Step 1. Sort the detection boxes in set S by confidence score.

Step 2. If the set S is not empty, perform the following:

(a) Select the detection box with the highest confidence score from the set S;

(b)Insert w into the set S’;

(c) Compare each of the remaining detection box in set S with w. If it overlaps w at a ratio greater than the threshold (e.g. 0.6), remove the box from the set S.

2.3 Comparative analysis

Our model was compared with a popular object detection method region-CNN (R-CNN) and its variants like Fast R-CNN [18]/Faster R-CNN [17]. The following similarities and differences were discovered through the comparison.

The R-CNN and its variants search for the objects in the image using the region proposal network (RPN) [19] rather than sliding windows [17]. To minimize duplicate detections, the potential bounding boxes are searched for selectively, the features are extracted with the CNN, the scores of bounding boxes are evaluated by the support vector machine (SVM) and the bounding boxes are adjusted by the linear model. In this complex process, each phase must be adjusted independently and accurately, which slows down the detection speed. It takes more than 40s for the R-CNN and its variants to detect the objects in each image. Thus, these methods cannot achieve the real-time performance of human eyes.

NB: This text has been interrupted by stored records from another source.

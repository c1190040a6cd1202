use std::{
    sync::{
        Arc,
        atomic::{AtomicU64, Ordering},
    },
    time::{Duration, Instant},
};

use mini_moka::sync::Cache;
use muse_config::CacheConfig;
use serde_json::Value;

/// A cached generation artifact
#[derive(Debug, Clone)]
pub struct CachedArtifact {
    /// The generated output
    pub value: Value,
    /// Provider that originally produced it
    pub provider: String,
}

#[derive(Clone)]
struct Entry {
    artifact: CachedArtifact,
    expires_at: Instant,
}

/// Cache statistics for the admin surface
#[derive(Debug, Clone, Copy, PartialEq, serde::Serialize)]
#[serde(rename_all = "camelCase")]
pub struct CacheStats {
    /// Hits over total lookups since process start (0.0 when no lookups)
    pub hit_rate: f64,
    /// Entries currently held
    pub size: u64,
    /// Entries dropped by TTL expiry or capacity pressure
    pub evictions: u64,
}

/// In-memory TTL + LRU result cache
///
/// Capacity eviction is delegated to mini-moka; expiry is per-entry and
/// checked on read so each operation can carry its own TTL. Safe for
/// concurrent use; `invalidate_all` may run while gets and puts are in
/// flight.
#[derive(Clone)]
pub struct ResultCache {
    enabled: bool,
    max_entries: u64,
    store: Cache<String, Entry>,
    hits: Arc<AtomicU64>,
    misses: Arc<AtomicU64>,
    evictions: Arc<AtomicU64>,
}

impl ResultCache {
    /// Create a cache from configuration
    pub fn new(config: &CacheConfig) -> Self {
        Self {
            enabled: config.enabled,
            max_entries: config.max_entries,
            store: Cache::builder().max_capacity(config.max_entries).build(),
            hits: Arc::new(AtomicU64::new(0)),
            misses: Arc::new(AtomicU64::new(0)),
            evictions: Arc::new(AtomicU64::new(0)),
        }
    }

    /// Look up an artifact by fingerprint
    ///
    /// Expired entries count as misses and are dropped on the spot.
    pub fn get(&self, fingerprint: &str) -> Option<CachedArtifact> {
        if !self.enabled {
            return None;
        }

        match self.store.get(&fingerprint.to_owned()) {
            Some(entry) if entry.expires_at > Instant::now() => {
                self.hits.fetch_add(1, Ordering::Relaxed);
                tracing::debug!(fingerprint, "cache hit");
                Some(entry.artifact)
            }
            Some(_) => {
                self.store.invalidate(&fingerprint.to_owned());
                self.evictions.fetch_add(1, Ordering::Relaxed);
                self.misses.fetch_add(1, Ordering::Relaxed);
                tracing::debug!(fingerprint, "cache entry expired");
                None
            }
            None => {
                self.misses.fetch_add(1, Ordering::Relaxed);
                tracing::debug!(fingerprint, "cache miss");
                None
            }
        }
    }

    /// Store an artifact under a fingerprint with the given TTL
    pub fn put(&self, fingerprint: &str, artifact: CachedArtifact, ttl: Duration) {
        if !self.enabled {
            return;
        }

        // Counted before insert: moka drops the LRU victim internally
        // without telling us
        if self.store.entry_count() >= self.max_entries {
            self.evictions.fetch_add(1, Ordering::Relaxed);
        }

        let ttl_secs = ttl.as_secs();
        self.store.insert(
            fingerprint.to_owned(),
            Entry {
                artifact,
                expires_at: Instant::now() + ttl,
            },
        );
        tracing::debug!(fingerprint, ttl_secs, "cached artifact");
    }

    /// Drop every entry
    pub fn invalidate_all(&self) {
        self.store.invalidate_all();
        tracing::info!("result cache cleared");
    }

    /// Current statistics
    pub fn stats(&self) -> CacheStats {
        let hits = self.hits.load(Ordering::Relaxed);
        let misses = self.misses.load(Ordering::Relaxed);
        let total = hits + misses;

        #[allow(clippy::cast_precision_loss)]
        let hit_rate = if total == 0 { 0.0 } else { hits as f64 / total as f64 };

        CacheStats {
            hit_rate,
            size: self.store.entry_count(),
            evictions: self.evictions.load(Ordering::Relaxed),
        }
    }
}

Our model has some similarities to the R-CNN. For example, the potential bounding boxes are proposed by each unit, and rated based on convolutional features. Nevertheless, our model sets a space limit on the unit proposals, such that the same object will not be detected multiple times. Another difference lies in the small number of bounding boxes in our model, which speeds up the detection process. In addition, our model is a universal detector that can detect multiple objects simultaneously and get close to the visual effects of human eyes. That is why our model outputs better analysis results than the contrastive models.

3. Model Training

The convolutional layers of our model were pretrained on an ImageNet dataset containing 1, 000 classes of data [20]. In this process, the first 53 convolutional layers and the fully-connected layer in Figure 1 were trained to reach the top-5 accuracy of 88 % on ImageNet 2012 dataset, that is, the network has a comparable capacity to GoogLeNet. The research of Ren et al. shows that the network performance can be improved by adding convolutional layers and fully-connected layer to the pretrained network [21]. Therefore, it is enough to pretrain only the first 53 convolutional layers. After the pretraining, the above-mentioned CNN structures that extract features on three different scales were superimposed on the pretrained CNN, and then subjected to further training.

The last layer of the network is responsible for predicting the class probability and bounding box coordinates at the same time. Here, the width and height of each bounding box are normalized to the interval [0, 1] based on those of the image. In addition, a linear activation function was adopted for the last layer, and the following leaky rectified linear activation function was selected for all the other layers:

$\phi(x)=\left\{\begin{array}{c}{\mathrm{x}, \text { if } \mathrm{x}>0} \\ {0.1 \mathrm{x}, \text { otherwise }}\end{array}\right.$

For simplicity, the model was optimized based on the SSE of its outputs. However, this optimization approach is not the best choice to maximize the mean accuracy, as it assigns the same weight to the positioning error and classification error. Moreover, many units contain no object in each image. If the confidence of such a unit is simply set to zero, the gradient of the units containing object(s) will be suppressed. In this case, the model will behave unstably, and even fail to converge in the early phase of training. To solve this problem, the loss between the predicted and ground-truth coordinates of each bounding box was increased by a parameter λcoord(5) and the loss between the predicted and ground-truth confidences of each box containing no object was decreased by a parameter λcoord(0.5). In addition, the summation error can also increase the errors in large and small bounding boxes. To reflect the fact that a large bounding box has a lower small deviation than a small bounding box, this paper directly predicts the square root of the width and height of each bounding box, rather than the width and height.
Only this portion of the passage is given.